These Ghosts are Calum Duncan, (vocals, guitars, keyboards), Nick Yager, (bass, keyboards, backing vocals) and Harry Hall, (drums). All three members grew up in the Suffolk and Norfolk countryside and have been playing together since college. Their mesmerising record Still The Waves was released through NX Records in 2015.

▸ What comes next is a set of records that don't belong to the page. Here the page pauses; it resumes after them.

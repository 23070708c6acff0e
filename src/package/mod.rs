//! RSO package model and assembly.
//!
//! A package is built from validated input metadata plus the files found in
//! the four staging folders:
//!
//! ```text
//! <work>/
//!   install-forms/  install-firmware/  rollback-forms/  rollback-firmware/
//!   <PackageName>/
//!     readme.md  changelog.txt  <PackageName>.manifest.json
//!     install/{readme.md, install.cmd, Forms/, Firmware/}
//!     rollback/{readme.md, rollback.cmd, Forms/, Firmware/}
//!     scripts/touch.cmd
//!     verify/readme.md
//! ```
//!
//! [`PackageBuilder`] runs the steps in order; [`PackageContext`] carries the
//! state the template generators read.

mod builder;
mod content;
pub mod layout;
pub mod staging;

pub use builder::{BuildReport, PackageBuilder};
pub use content::ContentMix;
pub use layout::{PackageLayout, StagingArea};
pub use staging::{StagedFiles, Staging};

use crate::error::{PackageError, Result};
use crate::input::PackageMetadata;
use std::path::PathBuf;

/// Everything known about the package being assembled
#[derive(Debug, Clone)]
pub struct PackageContext {
    /// Validated input metadata
    pub metadata: PackageMetadata,
    /// Output tree paths
    pub layout: PackageLayout,
    files: StagedFiles,
    install_mix: ContentMix,
}

impl PackageContext {
    /// Build a context, rejecting packages with no install content.
    pub fn new(metadata: PackageMetadata, layout: PackageLayout, files: StagedFiles) -> Result<Self> {
        let install_mix = ContentMix::detect(
            !files.install_forms.is_empty(),
            !files.install_firmware.is_empty(),
        )
        .ok_or(PackageError::NoInstallContent)?;

        Ok(Self {
            metadata,
            layout,
            files,
            install_mix,
        })
    }

    /// Replace file locations after the staged files have been moved
    pub(crate) fn relocate(&mut self, moved: StagedFiles) {
        self.files = moved;
    }

    /// Staged files, at their current location
    pub fn files(&self) -> &StagedFiles {
        &self.files
    }

    /// Package name
    pub fn name(&self) -> &str {
        &self.metadata.name
    }

    /// Install forms present
    pub fn has_install_forms(&self) -> bool {
        !self.files.install_forms.is_empty()
    }

    /// Install firmware present
    pub fn has_install_firmware(&self) -> bool {
        !self.files.install_firmware.is_empty()
    }

    /// Rollback forms present
    pub fn has_rollback_forms(&self) -> bool {
        !self.files.rollback_forms.is_empty()
    }

    /// Rollback firmware present
    pub fn has_rollback_firmware(&self) -> bool {
        !self.files.rollback_firmware.is_empty()
    }

    /// Content categories being installed. Never "neither".
    pub fn install_mix(&self) -> ContentMix {
        self.install_mix
    }

    /// Content categories available for rollback, if any
    pub fn rollback_mix(&self) -> Option<ContentMix> {
        ContentMix::detect(self.has_rollback_forms(), self.has_rollback_firmware())
    }

    /// Number of files covered by an install mix
    pub fn install_count(&self) -> usize {
        count_for(
            self.install_mix,
            &self.files.install_forms,
            &self.files.install_firmware,
        )
    }

    /// Number of files covered by the rollback mix (0 when none)
    pub fn rollback_count(&self) -> usize {
        self.rollback_mix().map_or(0, |mix| {
            count_for(mix, &self.files.rollback_forms, &self.files.rollback_firmware)
        })
    }
}

fn count_for(mix: ContentMix, forms: &[PathBuf], firmware: &[PathBuf]) -> usize {
    match mix {
        ContentMix::Both => forms.len() + firmware.len(),
        ContentMix::FormsOnly => forms.len(),
        ContentMix::FirmwareOnly => firmware.len(),
    }
}

#[cfg(test)]
pub(crate) mod test_support {
    use super::*;
    use std::path::Path;

    pub fn metadata(name: &str) -> PackageMetadata {
        PackageMetadata {
            name: name.to_string(),
            date: "2024-01-01".to_string(),
            business_item: "BI-1".to_string(),
            prerequisites: Vec::new(),
            description: "Test package".to_string(),
        }
    }

    fn paths(names: &[&str]) -> Vec<PathBuf> {
        names.iter().map(|n| PathBuf::from("/stage").join(n)).collect()
    }

    /// Context with the given file names per category, rooted at `/work`
    pub fn context(
        install_forms: &[&str],
        install_firmware: &[&str],
        rollback_forms: &[&str],
        rollback_firmware: &[&str],
    ) -> PackageContext {
        let files = StagedFiles {
            install_forms: paths(install_forms),
            install_firmware: paths(install_firmware),
            rollback_forms: paths(rollback_forms),
            rollback_firmware: paths(rollback_firmware),
        };
        PackageContext::new(
            metadata("Acme"),
            PackageLayout::new(Path::new("/work"), "Acme"),
            files,
        )
        .unwrap()
    }
}
//! Image topic to video track pipeline

use std::sync::Arc;

use crate::convert::{i420_len, ColorConverter};
use crate::error::ConvertError;
use crate::media::{I420Frame, MediaStream, VideoFrameSource, VideoTrack};
use crate::message::Message;

/// Converts image messages and feeds them to one video track
pub struct MediaPipeline {
    source: VideoFrameSource,
    track: Arc<VideoTrack>,
    converter: Arc<dyn ColorConverter>,
}

impl MediaPipeline {
    /// Create the source and its track, labelled `label`, and add the track
    /// to `stream`
    pub async fn new(
        label: &str,
        stream: &MediaStream,
        converter: Arc<dyn ColorConverter>,
        frame_capacity: usize,
    ) -> Self {
        let source = VideoFrameSource::with_capacity(frame_capacity);
        let track = source.create_track(label);
        stream.add_track(Arc::clone(&track)).await;

        Self {
            source,
            track,
            converter,
        }
    }

    pub fn track(&self) -> &Arc<VideoTrack> {
        &self.track
    }

    /// Turn one image message into an I420 frame
    pub fn convert(&self, msg: &Message) -> Result<I420Frame, ConvertError> {
        let Message::Image(image) = msg else {
            return Err(ConvertError::NotAnImage);
        };

        let rgba = self.converter.raw_to_rgba(image)?;
        let (width, height) = rgba.dimensions();

        let mut planar = vec![0u8; i420_len(width, height)];
        self.converter.rgba_to_i420(&rgba, &mut planar)?;

        Ok(I420Frame::new(width, height, planar))
    }

    /// Hand a frame to the track; returns how many readers got it
    pub fn publish(&self, frame: I420Frame) -> usize {
        self.source.on_frame(frame)
    }
}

Matthew Herbert joined the project as Co- Producer in late 2013, spending a week with the band and Jonny in Whitstable. Herbert was in tune with the band’s aural alchemy – their conscious desire to create songs with electronic textures as well as a body of work that was dynamic and cohesive. These Ghosts’ music isn’t stultifying cerebral.

 

There’s is a joyous cacophony born of friendship and a desire to forge new sounds akin to a British Animal Collective with influences also coming from the likes of Modeselektor to Sigur Ros, The Invisible and Mew. Opener, Young Blood, sets the sonic blue print, sepulchral, disembodied vocal cuts ups float across syncopated guitars before strident beats propel the song forwards. Lament articulates a sense regret via washed out and reverberated vocals set a-top reversed electronics. Elsewhere, the boys explore sound and form via the cinematic torch song and melancholy horn swells of Sleepless and the delay drenched piano pop of Gold Heart Green Skin. Debut single Coat of Feathers recalls Radiohead at their most magisterial, quietly imperious, all liquid chrome guitar lines and earnest, emotionally affecting vocals. 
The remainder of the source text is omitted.